The principle of hierarchy is another focus area in Thorben Simonsen’s PhD thesis. The idea of hierarchy should support the patients’ return to society. It is intended to reflect a recovery process in which patients can gradually move from their protected patient room to the semi-communal corridors, and then to the larger communal areas.
“In practice, however, patients find it difficult to distinguish between the different rooms and what social behaviours belong where,” says Simonsen, who provides specific examples:
“Just outside Dueslaget is a communal area where patients can eat, drink coffee or play games. But if a patient starts talking about their medication here, it is not appropriate.” The open and transparent architecture can thus make it more difficult to decipher what you can do where. Therefore, what behaviour is appropriate in which spaces is largely left to the staff to decide, which reinforces the ‘us and them’ hierarchy, despite the fact that the ambition of the architecture is to break it down.

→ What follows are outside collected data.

//! Error types for state persistence

use crate::record::ScoreDimension;

/// Errors raised by the state store and its backends
///
/// On the pipeline path these are logged and swallowed; a failed checkpoint
/// never fails an analysis.
#[derive(Debug, thiserror::Error)]
pub enum PersistenceError {
    /// Backend read or write failed
    #[error("storage I/O failed: {0}")]
    Io(#[from] std::io::Error),

    /// Record could not be encoded or decoded
    #[error("record serialization failed: {0}")]
    Serialization(#[from] serde_json::Error),

    /// User score outside the rubric range
    #[error("score {score} for {dimension} is outside 1..=9")]
    InvalidScore {
        /// Rubric dimension
        dimension: ScoreDimension,
        /// Rejected score
        score: u8,
    },

    /// Archive key did not parse
    #[error("invalid archive key: {0}")]
    InvalidKey(String),

    /// Blocking storage task did not finish
    #[error("storage task failed: {0}")]
    Task(String),
}

impl PersistenceError {
    /// Stored bytes exist but cannot be read back
    #[inline]
    #[must_use]
    pub fn is_corrupt(&self) -> bool {
        matches!(self, Self::Serialization(_))
    }
}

“Another example is the patient rooms, which in practice are not only used as the patient’s personal space. They are also used for shielding and isolation when problems arise. There’s nothing inherently strange about that. But staff intervention fundamentally changes the function of the room from personal space to institutional space, and thus the control of the room also passes from patient to staff. The notion of a spatial hierarchy that patients progressively move through in their recovery process is therefore not unproblematic.
“And then there’s the atrium courtyard, which was intended as a healing outdoor space, but which in practice has become a smoking area. What’s surprising is that the courtyard, where patients are fully visible to staff, nevertheless serves as a sheltered space where patients can speak to one another privately because staff cannot hear them.